Figure 3.

Human hematopoietic stem cells (HSCs) and their progeny as cellular vehicles targeting brain metastases. A) Tumors were generated in humanized NSG mice (JAX) 3–4 months after engraftment of human HSCs (hHSCs) by intracranial implantation of MDA-MB-231/brain cells. B) The percentage of human hematopoietic cells (hCD45+) in blood and brain tumors was quantified by flow cytometry (n = 3). C) Myeloid cell subpopulations within MDA-MB-231/brain tumors were quantified by flow cytometry (n = 3). D) Percentage of CD49d+ macrophages within human CD45+CD11b+CD16-CD66B-CD14+ population in intracranial MDA-MB-231/brain tumors was quantified by flow cytometry (n = 3). Representative dot plots are shown. E) Lentiviral pFUGW vector–transduced hHSCs were transplanted into sublethally irradiated NSG mice, and tumors were generated by intracranial implantation of MDA-MB-231/brain cells 3–4 months later (n = 4). Detection of green fluorescent protein-positive human hematopoietic cells in intracranial tumors was performed by immunofluorescence. Scale bar = 50 µm. F, G) Hematopoietic cells and macrophages in patient brain metastases specimens originating from breast cancer (F) and lung cancer (G) were detected by immunofluorescence (n = 3 per cancer type).

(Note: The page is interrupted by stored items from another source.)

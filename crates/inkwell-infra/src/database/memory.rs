//! In-memory repositories - used when no database is configured, and in tests.
//!
//! Each table is a `BTreeMap` keyed by a monotonically increasing id, so iteration
//! order is insertion order. Unique columns are enforced the way the database would,
//! with `RepoError::Constraint`.

use std::collections::BTreeMap;

use async_trait::async_trait;
use chrono::{DateTime, Utc};
use tokio::sync::RwLock;

use inkwell_core::domain::{Comment, NewComment, NewPost, NewUser, Post, User};
use inkwell_core::error::RepoError;
use inkwell_core::ports::{BaseRepository, CommentRepository, PostRepository, UserRepository};

struct Table<T> {
    rows: BTreeMap<i32, T>,
    last_id: i32,
}

impl<T> Default for Table<T> {
    fn default() -> Self {
        Self {
            rows: BTreeMap::new(),
            last_id: 0,
        }
    }
}

impl<T: Clone> Table<T> {
    fn next_id(&mut self) -> i32 {
        self.last_id += 1;
        self.last_id
    }

    fn get(&self, id: i32) -> Option<T> {
        self.rows.get(&id).cloned()
    }

    fn replace(&mut self, id: i32, row: T) -> Result<T, RepoError> {
        match self.rows.get_mut(&id) {
            Some(slot) => {
                *slot = row.clone();
                Ok(row)
            }
            None => Err(RepoError::NotFound),
        }
    }

    fn remove(&mut self, id: i32) -> Result<(), RepoError> {
        self.rows.remove(&id).map(|_| ()).ok_or(RepoError::NotFound)
    }
}

/// In-memory user table with unique username and email.
#[derive(Default)]
pub struct InMemoryUserRepository {
    table: RwLock<Table<User>>,
}

impl InMemoryUserRepository {
    pub fn new() -> Self {
        Self::default()
    }
}

fn check_unique(
    table: &Table<User>,
    id: Option<i32>,
    username: &str,
    email: &str,
) -> Result<(), RepoError> {
    let clash = table
        .rows
        .values()
        .filter(|u| Some(u.id) != id)
        .any(|u| u.username == username || u.email == email);

    if clash {
        Err(RepoError::Constraint("Entity already exists".to_string()))
    } else {
        Ok(())
    }
}

#[async_trait]
impl BaseRepository<User, NewUser, i32> for InMemoryUserRepository {
    async fn find_by_id(&self, id: i32) -> Result<Option<User>, RepoError> {
        Ok(self.table.read().await.get(id))
    }

    async fn insert(&self, new: NewUser) -> Result<User, RepoError> {
        let mut table = self.table.write().await;
        check_unique(&table, None, &new.username, &new.email)?;

        let user = User {
            id: table.next_id(),
            username: new.username,
            email: new.email,
            password_hash: new.password_hash,
            image_file: new.image_file,
            about_me: new.about_me,
            last_seen: new.last_seen,
            role: new.role,
        };
        table.rows.insert(user.id, user.clone());
        Ok(user)
    }

    async fn update(&self, user: User) -> Result<User, RepoError> {
        let mut table = self.table.write().await;
        check_unique(&table, Some(user.id), &user.username, &user.email)?;
        table.replace(user.id, user)
    }

    async fn delete(&self, id: i32) -> Result<(), RepoError> {
        self.table.write().await.remove(id)
    }
}

#[async_trait]
impl UserRepository for InMemoryUserRepository {
    async fn find_by_email(&self, email: &str) -> Result<Option<User>, RepoError> {
        let table = self.table.read().await;
        Ok(table.rows.values().find(|u| u.email == email).cloned())
    }

    async fn find_by_username(&self, username: &str) -> Result<Option<User>, RepoError> {
        let table = self.table.read().await;
        Ok(table.rows.values().find(|u| u.username == username).cloned())
    }

    async fn list_all(&self) -> Result<Vec<User>, RepoError> {
        Ok(self.table.read().await.rows.values().cloned().collect())
    }

    async fn touch_last_seen(&self, id: i32, at: DateTime<Utc>) -> Result<(), RepoError> {
        let mut table = self.table.write().await;
        if let Some(user) = table.rows.get_mut(&id) {
            user.last_seen = at;
        }
        Ok(())
    }
}

/// In-memory post table.
#[derive(Default)]
pub struct InMemoryPostRepository {
    table: RwLock<Table<Post>>,
}

impl InMemoryPostRepository {
    pub fn new() -> Self {
        Self::default()
    }

    async fn newest_first(&self) -> Vec<Post> {
        let mut posts: Vec<Post> = self.table.read().await.rows.values().cloned().collect();
        posts.sort_by(|a, b| {
            b.date_posted
                .cmp(&a.date_posted)
                .then_with(|| b.id.cmp(&a.id))
        });
        posts
    }
}

#[async_trait]
impl BaseRepository<Post, NewPost, i32> for InMemoryPostRepository {
    async fn find_by_id(&self, id: i32) -> Result<Option<Post>, RepoError> {
        Ok(self.table.read().await.get(id))
    }

    async fn insert(&self, new: NewPost) -> Result<Post, RepoError> {
        let mut table = self.table.write().await;
        let post = Post {
            id: table.next_id(),
            title: new.title,
            content: new.content,
            date_posted: new.date_posted,
            author_id: new.author_id,
            image_file: new.image_file,
        };
        table.rows.insert(post.id, post.clone());
        Ok(post)
    }

    async fn update(&self, post: Post) -> Result<Post, RepoError> {
        self.table.write().await.replace(post.id, post)
    }

    async fn delete(&self, id: i32) -> Result<(), RepoError> {
        self.table.write().await.remove(id)
    }
}

#[async_trait]
impl PostRepository for InMemoryPostRepository {
    async fn list_recent(&self, offset: u64, limit: u64) -> Result<Vec<Post>, RepoError> {
        let posts = self.newest_first().await;
        Ok(posts
            .into_iter()
            .skip(usize::try_from(offset).unwrap_or(usize::MAX))
            .take(usize::try_from(limit).unwrap_or(usize::MAX))
            .collect())
    }

    async fn list_all(&self) -> Result<Vec<Post>, RepoError> {
        Ok(self.newest_first().await)
    }
}

/// In-memory comment table.
#[derive(Default)]
pub struct InMemoryCommentRepository {
    table: RwLock<Table<Comment>>,
}

impl InMemoryCommentRepository {
    pub fn new() -> Self {
        Self::default()
    }
}

#[async_trait]
impl BaseRepository<Comment, NewComment, i32> for InMemoryCommentRepository {
    async fn find_by_id(&self, id: i32) -> Result<Option<Comment>, RepoError> {
        Ok(self.table.read().await.get(id))
    }

    async fn insert(&self, new: NewComment) -> Result<Comment, RepoError> {
        let mut table = self.table.write().await;
        let comment = Comment {
            id: table.next_id(),
            body: new.body,
            timestamp: new.timestamp,
            post_id: new.post_id,
            author_id: new.author_id,
        };
        table.rows.insert(comment.id, comment.clone());
        Ok(comment)
    }

    async fn update(&self, comment: Comment) -> Result<Comment, RepoError> {
        self.table.write().await.replace(comment.id, comment)
    }

    async fn delete(&self, id: i32) -> Result<(), RepoError> {
        self.table.write().await.remove(id)
    }
}

#[async_trait]
impl CommentRepository for InMemoryCommentRepository {
    async fn list_by_post(&self, post_id: i32) -> Result<Vec<Comment>, RepoError> {
        let table = self.table.read().await;
        Ok(table
            .rows
            .values()
            .filter(|c| c.post_id == post_id)
            .cloned()
            .collect())
    }

    async fn delete_by_post(&self, post_id: i32) -> Result<u64, RepoError> {
        let mut table = self.table.write().await;
        let before = table.rows.len();
        table.rows.retain(|_, c| c.post_id != post_id);
        Ok((before - table.rows.len()) as u64)
    }
}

To visualize cancer cells, adjacent sections were stained for pan-cytokeratin (breast cancer brain metastases [BrM]) or vimentin (lung cancer BrM) and costained for human CD45 (hematopoietic cells) human CD68 (macrophages). Scale bars = 100 µm. H) Percentage of CD49d+ macrophages within CD45+CD11b+CD16-CD66B-CD14+ microglia/macrophage population (25) in patient BrM originating from different primary cancer types as indicated in (I) was quantified by flow cytometry (n = 6). Representative dot plots are shown. I) Percentage of CD45+CD11b+CD16-CD66B-CD14+CD49d+ macrophages within total cell population in patient BrM (n = 6). RCC = renal cell carcinoma.